The Annals of Inisfallen () are a chronicle of the medieval history of Ireland.

Overview

There are more than 2,500 entries spanning the years between 433 and 1450. The manuscript is thought to have been compiled in 1092, as the chronicle is written by a single scribe down to that point but updated by many different hands thereafter. It was written by the monks of Innisfallen Abbey, on Innisfallen Island on Lough Leane, near Killarney in Munster, but made use of sources produced at different centres around Munster as well as a Clonmacnoise group text of the hypothetical Chronicle of Ireland.

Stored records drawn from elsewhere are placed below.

//! Command-line interface for the `period` binary.
//!
//! # Example
//!
//! ```bash
//! # Render the week containing a date, Monday first
//! period format 2023-11-21 --period week --variant short --week-start monday
//!
//! # Render with a pattern in French
//! period --locale fr intl 2023-11-21 "MMM do, yyyy"
//!
//! # Print the month grid
//! period grid 2023-11-21
//! ```

use clap::{Parser, Subcommand};
use period_engine::{DayOfWeek, PeriodType, Variant};

/// Resolve calendar periods and format dates for a locale
#[derive(Parser, Debug, Clone)]
#[command(name = "period")]
#[command(version, about, long_about = None)]
#[command(args_override_self = true)]
pub struct Cli {
    /// Log library decisions (locale fallback, timezone detection) to stderr
    #[arg(long, short = 'v', global = true)]
    pub verbose: bool,

    /// JSON settings file (locale, timezone, weekStartsOn, ordinalSuffixes, locales)
    #[arg(long, global = true)]
    pub settings: Option<std::path::PathBuf>,

    /// Locale tag (e.g. "en-US", "fr")
    #[arg(long, short = 'l', global = true)]
    pub locale: Option<String>,

    /// IANA timezone (e.g. "America/New_York"); defaults to TZ or the system zone
    #[arg(long, short = 'z', global = true)]
    pub timezone: Option<String>,

    /// First day of the week (name, abbreviation or 0-6 from Sunday)
    #[arg(long, short = 'w', global = true)]
    pub week_start: Option<DayOfWeek>,

    #[command(subcommand)]
    pub command: Command,
}

#[derive(Subcommand, Debug, Clone)]
pub enum Command {
    /// Render the period containing a date, or an ISO string without --period
    Format {
        /// Date or datetime (YYYY-MM-DD, YYYY-MM-DDTHH:MM[:SS], or RFC 3339)
        date: String,

        /// Period type (e.g. day, week-mon, bi-week1, quarter, fiscal-year-october)
        #[arg(long, short = 'p')]
        period: Option<PeriodType>,

        /// Level of detail
        #[arg(long, default_value = "default")]
        variant: Variant,
    },

    /// Render a date with a pattern string such as "MMM do, yyyy"
    Intl {
        date: String,
        pattern: String,
    },

    /// Print the first and last day of the period containing a date
    Range {
        date: String,

        #[arg(long, short = 'p')]
        period: PeriodType,
    },

    /// Print the month grid containing a date, one week per line
    Grid {
        date: String,
    },

    /// Reinterpret a wall clock in the configured timezone as UTC
    ToUtc {
        datetime: String,
    },

    /// Reinterpret a UTC wall clock as wall-clock time in the configured timezone
    ToLocal {
        datetime: String,
    },
}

As well as the chronological entries, the manuscript contains a short, fragmented narrative of the history of pre-Christian Ireland, known as the pre-Patrician section, from the time of Abraham to the arrival of Saint Patrick in Ireland. This has many elements in common with Lebor Gabála Érenn. It sets the history of Ireland and the Gaels within Eusebian universal history, which is provided both by a Latin world chronicle and extracts from Réidig dam, a Dé, do nim, a Middle Irish poem attributed to Flann Mainistrech in later manuscripts.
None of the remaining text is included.